**Exercise aim:**
One number is all that is asked for: the number of lines below that hold the string "white".

━━━━━ Information supplied

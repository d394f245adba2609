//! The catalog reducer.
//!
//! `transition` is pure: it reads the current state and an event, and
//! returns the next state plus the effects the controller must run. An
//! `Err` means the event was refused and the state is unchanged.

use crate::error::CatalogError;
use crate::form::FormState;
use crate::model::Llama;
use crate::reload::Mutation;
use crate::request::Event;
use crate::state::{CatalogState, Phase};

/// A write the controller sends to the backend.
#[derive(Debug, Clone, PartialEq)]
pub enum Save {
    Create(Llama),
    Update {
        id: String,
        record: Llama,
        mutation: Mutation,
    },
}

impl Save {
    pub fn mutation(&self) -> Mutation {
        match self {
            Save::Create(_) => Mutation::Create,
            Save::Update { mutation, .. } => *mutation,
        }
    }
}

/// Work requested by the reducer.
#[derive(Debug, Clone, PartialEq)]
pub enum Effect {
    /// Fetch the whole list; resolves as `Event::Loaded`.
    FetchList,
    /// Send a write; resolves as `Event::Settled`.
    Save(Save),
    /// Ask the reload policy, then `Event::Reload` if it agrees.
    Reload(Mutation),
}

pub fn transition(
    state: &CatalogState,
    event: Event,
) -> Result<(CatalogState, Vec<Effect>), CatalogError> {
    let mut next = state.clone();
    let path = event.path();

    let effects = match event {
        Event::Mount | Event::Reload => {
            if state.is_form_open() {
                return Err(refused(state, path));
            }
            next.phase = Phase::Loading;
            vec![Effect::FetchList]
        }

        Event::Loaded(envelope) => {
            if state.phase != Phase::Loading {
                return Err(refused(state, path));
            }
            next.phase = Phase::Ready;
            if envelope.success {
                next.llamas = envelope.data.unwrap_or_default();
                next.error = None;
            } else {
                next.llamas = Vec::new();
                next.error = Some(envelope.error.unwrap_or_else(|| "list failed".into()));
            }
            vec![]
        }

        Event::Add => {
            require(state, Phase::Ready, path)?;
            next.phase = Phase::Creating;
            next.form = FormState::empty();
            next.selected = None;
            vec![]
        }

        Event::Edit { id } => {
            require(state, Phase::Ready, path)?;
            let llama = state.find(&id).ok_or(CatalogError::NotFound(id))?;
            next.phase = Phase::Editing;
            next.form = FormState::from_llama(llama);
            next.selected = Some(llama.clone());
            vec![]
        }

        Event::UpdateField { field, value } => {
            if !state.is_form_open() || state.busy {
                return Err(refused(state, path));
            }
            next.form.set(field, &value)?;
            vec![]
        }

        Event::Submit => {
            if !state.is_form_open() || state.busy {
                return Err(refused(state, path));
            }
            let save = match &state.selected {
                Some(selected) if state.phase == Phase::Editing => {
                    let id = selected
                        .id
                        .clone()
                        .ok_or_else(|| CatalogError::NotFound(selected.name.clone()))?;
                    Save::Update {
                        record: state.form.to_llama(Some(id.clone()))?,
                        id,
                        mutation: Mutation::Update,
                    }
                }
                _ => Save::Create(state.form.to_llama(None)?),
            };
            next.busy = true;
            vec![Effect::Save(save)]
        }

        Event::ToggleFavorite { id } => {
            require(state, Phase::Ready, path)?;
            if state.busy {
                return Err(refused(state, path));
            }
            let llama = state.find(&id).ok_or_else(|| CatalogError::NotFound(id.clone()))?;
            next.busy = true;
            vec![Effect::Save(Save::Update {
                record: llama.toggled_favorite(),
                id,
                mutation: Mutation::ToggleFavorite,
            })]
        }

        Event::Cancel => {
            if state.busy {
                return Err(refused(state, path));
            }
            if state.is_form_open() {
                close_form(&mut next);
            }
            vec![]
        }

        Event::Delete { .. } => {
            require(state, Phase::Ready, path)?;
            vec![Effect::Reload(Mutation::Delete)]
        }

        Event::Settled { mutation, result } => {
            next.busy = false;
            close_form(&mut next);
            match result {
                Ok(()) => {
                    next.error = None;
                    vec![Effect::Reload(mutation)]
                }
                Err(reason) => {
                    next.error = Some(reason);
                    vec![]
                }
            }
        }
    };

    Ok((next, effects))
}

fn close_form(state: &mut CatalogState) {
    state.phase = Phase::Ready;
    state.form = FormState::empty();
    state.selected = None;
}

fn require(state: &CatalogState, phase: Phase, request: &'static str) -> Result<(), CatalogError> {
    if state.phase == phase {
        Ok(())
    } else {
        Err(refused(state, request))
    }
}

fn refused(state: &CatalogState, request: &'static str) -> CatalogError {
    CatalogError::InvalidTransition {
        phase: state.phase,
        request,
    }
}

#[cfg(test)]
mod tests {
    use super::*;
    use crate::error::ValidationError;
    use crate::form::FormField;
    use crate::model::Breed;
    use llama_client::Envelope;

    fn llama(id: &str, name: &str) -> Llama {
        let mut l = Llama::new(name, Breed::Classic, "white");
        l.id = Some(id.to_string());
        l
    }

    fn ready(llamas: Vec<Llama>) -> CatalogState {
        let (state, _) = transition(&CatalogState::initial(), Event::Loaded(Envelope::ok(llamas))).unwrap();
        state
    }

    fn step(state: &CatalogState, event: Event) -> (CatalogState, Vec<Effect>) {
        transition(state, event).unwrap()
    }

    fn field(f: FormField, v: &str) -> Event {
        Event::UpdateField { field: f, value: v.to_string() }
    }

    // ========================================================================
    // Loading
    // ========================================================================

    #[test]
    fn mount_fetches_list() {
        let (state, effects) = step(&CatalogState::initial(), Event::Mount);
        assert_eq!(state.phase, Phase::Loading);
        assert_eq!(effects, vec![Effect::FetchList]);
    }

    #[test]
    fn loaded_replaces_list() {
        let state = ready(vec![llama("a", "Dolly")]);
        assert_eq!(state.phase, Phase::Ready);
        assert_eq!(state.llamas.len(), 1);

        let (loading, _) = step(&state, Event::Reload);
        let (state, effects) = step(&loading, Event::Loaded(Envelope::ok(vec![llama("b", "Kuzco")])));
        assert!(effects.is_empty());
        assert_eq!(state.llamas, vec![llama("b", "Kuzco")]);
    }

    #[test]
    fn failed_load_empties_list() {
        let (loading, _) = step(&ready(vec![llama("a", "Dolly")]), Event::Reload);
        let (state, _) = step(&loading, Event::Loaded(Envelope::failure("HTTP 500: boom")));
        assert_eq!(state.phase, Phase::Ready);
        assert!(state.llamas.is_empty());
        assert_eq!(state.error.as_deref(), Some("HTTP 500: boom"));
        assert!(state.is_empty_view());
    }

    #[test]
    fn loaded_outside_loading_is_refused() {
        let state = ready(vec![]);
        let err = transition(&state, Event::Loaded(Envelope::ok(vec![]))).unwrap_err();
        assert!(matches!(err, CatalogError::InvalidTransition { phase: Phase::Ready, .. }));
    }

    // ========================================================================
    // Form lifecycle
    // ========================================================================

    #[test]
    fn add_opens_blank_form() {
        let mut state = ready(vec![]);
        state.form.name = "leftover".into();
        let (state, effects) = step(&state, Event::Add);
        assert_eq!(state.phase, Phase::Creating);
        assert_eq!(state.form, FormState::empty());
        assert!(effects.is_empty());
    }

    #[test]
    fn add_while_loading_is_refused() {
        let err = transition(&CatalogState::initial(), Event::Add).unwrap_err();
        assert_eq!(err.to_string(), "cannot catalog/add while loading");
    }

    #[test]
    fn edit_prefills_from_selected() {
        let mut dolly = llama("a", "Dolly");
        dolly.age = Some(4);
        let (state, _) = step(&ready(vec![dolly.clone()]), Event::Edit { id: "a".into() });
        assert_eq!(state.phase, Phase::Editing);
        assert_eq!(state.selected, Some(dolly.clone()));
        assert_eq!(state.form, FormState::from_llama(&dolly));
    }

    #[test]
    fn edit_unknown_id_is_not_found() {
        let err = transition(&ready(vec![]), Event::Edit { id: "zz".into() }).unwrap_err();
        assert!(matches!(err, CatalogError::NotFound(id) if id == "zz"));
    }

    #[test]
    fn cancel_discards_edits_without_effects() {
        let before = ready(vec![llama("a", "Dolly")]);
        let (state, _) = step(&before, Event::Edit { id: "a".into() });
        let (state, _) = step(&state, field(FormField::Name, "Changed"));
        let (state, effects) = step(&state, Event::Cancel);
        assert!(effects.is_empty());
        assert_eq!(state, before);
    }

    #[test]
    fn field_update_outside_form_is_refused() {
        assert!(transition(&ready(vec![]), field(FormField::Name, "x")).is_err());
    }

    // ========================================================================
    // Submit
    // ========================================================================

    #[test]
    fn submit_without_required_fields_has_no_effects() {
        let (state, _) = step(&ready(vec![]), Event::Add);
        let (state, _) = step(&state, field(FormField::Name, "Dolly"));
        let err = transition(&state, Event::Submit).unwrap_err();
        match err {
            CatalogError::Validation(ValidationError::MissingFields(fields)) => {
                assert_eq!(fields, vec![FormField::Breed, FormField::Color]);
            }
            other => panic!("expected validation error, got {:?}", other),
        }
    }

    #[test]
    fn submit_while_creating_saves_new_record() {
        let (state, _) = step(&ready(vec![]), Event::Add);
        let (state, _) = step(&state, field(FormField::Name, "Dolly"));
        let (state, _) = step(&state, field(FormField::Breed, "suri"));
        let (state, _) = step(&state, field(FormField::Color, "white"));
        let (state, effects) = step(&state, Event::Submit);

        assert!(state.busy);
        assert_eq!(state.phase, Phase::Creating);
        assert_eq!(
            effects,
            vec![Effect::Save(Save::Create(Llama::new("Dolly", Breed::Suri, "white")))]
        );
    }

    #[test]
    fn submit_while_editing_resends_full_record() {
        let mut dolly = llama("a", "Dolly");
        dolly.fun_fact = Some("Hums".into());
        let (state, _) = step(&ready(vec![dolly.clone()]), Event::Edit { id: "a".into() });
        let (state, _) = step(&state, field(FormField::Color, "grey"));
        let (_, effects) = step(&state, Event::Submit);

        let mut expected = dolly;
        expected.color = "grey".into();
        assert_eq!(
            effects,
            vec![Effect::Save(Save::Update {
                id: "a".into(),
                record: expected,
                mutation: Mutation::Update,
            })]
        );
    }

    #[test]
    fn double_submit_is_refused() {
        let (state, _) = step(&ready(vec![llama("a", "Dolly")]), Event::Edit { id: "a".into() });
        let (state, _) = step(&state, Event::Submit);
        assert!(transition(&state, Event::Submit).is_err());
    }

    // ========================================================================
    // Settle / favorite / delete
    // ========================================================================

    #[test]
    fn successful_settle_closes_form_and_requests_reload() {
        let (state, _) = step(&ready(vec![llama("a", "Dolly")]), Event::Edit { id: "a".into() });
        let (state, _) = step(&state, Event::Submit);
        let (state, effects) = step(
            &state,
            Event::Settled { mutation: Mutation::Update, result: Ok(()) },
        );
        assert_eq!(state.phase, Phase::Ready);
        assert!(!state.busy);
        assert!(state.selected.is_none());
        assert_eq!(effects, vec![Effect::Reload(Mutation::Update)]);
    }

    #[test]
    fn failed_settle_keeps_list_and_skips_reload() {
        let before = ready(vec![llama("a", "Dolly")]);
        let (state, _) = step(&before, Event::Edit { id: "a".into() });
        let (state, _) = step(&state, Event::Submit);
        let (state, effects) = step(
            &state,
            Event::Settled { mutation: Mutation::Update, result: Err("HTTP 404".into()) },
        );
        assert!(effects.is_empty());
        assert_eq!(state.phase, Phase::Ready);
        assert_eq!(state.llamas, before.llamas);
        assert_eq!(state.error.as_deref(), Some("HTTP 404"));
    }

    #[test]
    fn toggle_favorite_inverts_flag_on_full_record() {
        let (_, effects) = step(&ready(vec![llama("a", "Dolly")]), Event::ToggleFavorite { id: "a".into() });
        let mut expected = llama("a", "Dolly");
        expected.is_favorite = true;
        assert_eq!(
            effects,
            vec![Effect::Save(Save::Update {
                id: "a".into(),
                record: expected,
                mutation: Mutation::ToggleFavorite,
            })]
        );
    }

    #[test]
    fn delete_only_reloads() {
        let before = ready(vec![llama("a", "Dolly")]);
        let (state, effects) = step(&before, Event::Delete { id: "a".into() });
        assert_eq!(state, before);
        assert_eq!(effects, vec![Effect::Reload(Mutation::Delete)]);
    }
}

━━━━━━━━━━

**Answer box:**
3